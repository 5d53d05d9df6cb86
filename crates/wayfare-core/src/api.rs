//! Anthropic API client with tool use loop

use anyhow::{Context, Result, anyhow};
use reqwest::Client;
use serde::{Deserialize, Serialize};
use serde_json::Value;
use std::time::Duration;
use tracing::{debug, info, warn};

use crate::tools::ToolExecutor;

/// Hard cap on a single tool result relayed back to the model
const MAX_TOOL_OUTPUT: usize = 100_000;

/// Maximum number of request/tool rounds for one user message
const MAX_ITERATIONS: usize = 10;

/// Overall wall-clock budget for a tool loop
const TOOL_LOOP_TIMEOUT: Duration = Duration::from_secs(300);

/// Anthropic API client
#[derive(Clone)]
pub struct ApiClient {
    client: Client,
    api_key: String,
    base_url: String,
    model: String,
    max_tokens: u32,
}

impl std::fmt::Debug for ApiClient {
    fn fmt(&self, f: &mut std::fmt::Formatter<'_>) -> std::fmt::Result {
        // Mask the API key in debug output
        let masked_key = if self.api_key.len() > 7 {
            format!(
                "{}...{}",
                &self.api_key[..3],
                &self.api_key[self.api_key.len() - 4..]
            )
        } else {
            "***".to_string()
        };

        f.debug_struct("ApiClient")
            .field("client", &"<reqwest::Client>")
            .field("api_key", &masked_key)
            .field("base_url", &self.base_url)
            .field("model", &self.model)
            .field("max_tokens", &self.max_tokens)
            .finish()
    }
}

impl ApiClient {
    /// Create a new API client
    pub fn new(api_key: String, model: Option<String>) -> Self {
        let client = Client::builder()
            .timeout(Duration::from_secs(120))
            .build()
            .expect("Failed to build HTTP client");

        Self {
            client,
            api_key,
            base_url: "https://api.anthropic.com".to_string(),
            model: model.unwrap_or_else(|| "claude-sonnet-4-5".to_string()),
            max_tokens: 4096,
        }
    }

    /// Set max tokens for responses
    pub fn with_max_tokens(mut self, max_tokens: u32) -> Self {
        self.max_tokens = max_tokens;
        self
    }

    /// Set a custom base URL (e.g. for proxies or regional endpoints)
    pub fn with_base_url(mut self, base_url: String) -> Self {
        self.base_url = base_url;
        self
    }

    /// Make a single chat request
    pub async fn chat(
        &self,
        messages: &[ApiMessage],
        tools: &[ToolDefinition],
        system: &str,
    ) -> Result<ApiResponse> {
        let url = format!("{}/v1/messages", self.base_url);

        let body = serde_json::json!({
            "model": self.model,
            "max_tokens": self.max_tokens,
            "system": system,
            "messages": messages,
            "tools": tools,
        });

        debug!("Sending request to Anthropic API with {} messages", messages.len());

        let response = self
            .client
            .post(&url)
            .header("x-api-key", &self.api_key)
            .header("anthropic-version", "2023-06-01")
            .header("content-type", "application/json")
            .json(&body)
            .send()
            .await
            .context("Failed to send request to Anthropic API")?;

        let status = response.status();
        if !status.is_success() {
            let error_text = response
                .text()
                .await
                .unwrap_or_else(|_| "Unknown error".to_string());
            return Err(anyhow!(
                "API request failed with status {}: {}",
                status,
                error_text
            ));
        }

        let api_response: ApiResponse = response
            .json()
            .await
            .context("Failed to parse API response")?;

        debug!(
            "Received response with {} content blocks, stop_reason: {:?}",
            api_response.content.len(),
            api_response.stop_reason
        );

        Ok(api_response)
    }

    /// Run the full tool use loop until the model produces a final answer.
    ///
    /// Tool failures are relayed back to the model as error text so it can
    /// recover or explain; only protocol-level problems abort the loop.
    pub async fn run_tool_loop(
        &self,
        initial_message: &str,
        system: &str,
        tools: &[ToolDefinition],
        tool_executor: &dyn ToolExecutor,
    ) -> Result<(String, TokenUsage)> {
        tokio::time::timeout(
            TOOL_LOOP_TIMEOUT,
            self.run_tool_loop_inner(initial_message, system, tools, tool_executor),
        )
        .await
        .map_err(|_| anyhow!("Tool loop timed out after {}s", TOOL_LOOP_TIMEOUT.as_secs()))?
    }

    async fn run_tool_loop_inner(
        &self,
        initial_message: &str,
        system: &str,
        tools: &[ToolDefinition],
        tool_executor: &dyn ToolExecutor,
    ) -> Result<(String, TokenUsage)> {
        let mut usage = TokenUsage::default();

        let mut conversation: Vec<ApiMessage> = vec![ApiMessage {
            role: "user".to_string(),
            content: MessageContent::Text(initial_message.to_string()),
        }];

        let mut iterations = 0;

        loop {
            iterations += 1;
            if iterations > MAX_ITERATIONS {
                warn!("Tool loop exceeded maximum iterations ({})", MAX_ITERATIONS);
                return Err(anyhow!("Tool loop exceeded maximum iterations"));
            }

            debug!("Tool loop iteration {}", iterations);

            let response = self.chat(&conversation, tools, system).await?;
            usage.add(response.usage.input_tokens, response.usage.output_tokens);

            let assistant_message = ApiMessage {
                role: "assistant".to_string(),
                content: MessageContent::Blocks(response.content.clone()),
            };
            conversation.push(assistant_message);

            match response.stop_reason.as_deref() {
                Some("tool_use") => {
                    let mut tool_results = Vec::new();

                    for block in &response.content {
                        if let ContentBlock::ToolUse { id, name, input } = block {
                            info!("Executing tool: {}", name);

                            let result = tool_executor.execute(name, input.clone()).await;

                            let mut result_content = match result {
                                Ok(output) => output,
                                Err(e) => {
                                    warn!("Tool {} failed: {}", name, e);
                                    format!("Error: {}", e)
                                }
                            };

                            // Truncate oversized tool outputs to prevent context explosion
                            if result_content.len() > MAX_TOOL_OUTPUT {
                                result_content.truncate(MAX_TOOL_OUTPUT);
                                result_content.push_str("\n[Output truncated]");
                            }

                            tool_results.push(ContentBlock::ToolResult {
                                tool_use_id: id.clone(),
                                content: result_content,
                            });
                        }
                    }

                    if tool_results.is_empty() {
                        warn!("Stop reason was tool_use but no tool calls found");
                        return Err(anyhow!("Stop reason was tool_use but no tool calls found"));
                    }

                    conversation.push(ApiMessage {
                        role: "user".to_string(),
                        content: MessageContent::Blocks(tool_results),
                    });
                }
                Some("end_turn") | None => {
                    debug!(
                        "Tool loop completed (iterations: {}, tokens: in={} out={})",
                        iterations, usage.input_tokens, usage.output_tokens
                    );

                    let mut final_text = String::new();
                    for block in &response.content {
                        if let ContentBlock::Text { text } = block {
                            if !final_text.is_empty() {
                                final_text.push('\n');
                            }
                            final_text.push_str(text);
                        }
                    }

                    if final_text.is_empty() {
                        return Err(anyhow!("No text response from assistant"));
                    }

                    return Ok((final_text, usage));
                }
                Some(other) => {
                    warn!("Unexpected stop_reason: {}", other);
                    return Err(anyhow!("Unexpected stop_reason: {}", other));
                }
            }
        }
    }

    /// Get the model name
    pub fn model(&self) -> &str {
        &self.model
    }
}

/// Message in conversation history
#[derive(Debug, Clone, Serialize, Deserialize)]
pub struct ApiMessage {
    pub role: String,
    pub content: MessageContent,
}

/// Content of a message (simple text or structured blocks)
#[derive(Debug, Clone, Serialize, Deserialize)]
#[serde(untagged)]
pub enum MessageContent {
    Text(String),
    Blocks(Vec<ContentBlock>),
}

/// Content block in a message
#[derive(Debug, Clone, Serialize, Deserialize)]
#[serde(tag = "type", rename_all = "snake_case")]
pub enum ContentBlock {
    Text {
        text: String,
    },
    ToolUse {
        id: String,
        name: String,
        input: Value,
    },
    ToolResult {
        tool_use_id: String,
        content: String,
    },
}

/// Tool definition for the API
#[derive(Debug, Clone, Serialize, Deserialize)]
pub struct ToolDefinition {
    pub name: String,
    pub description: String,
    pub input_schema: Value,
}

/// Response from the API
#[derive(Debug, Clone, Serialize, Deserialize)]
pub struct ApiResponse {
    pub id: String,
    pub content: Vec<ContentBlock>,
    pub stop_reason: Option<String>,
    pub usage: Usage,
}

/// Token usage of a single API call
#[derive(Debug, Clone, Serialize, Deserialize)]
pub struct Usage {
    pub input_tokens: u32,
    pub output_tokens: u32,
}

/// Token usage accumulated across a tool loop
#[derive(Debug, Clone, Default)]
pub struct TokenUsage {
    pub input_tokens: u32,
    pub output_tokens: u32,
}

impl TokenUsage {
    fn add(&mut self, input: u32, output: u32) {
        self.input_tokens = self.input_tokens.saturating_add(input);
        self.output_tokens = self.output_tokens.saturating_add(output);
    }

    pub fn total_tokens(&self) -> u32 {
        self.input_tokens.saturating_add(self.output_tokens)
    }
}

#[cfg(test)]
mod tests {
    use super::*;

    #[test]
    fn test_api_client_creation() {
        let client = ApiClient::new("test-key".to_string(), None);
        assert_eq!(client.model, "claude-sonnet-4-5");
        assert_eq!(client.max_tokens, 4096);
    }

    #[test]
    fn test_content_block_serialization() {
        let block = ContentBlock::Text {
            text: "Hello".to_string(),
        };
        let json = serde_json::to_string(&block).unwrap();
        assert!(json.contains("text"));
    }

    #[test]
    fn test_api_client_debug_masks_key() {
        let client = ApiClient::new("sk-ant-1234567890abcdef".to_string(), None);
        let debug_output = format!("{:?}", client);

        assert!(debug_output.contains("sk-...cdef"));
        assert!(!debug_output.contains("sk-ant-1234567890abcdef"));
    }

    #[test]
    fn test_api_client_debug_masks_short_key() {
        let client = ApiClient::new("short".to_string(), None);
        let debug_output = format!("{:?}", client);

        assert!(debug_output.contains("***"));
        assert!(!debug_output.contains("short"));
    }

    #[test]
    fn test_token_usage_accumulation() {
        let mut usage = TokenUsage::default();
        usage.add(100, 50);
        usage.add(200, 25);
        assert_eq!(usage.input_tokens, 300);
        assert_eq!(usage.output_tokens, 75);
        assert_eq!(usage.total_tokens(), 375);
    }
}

* * * * *

• _Task to carry out_
Each line from the beginning of the entries to the line with "use serde_json::Value;" must be repeated exactly, with both end lines kept and no other lines given.

• _Solution below_
repository 5d53d05d9df6cb86
filename crates/wayfare-core/src/api.rs
//! Anthropic API client with tool use loop

use anyhow::{Context, Result, anyhow};
use reqwest::Client;
use serde::{Deserialize, Serialize};
use serde_json::Value;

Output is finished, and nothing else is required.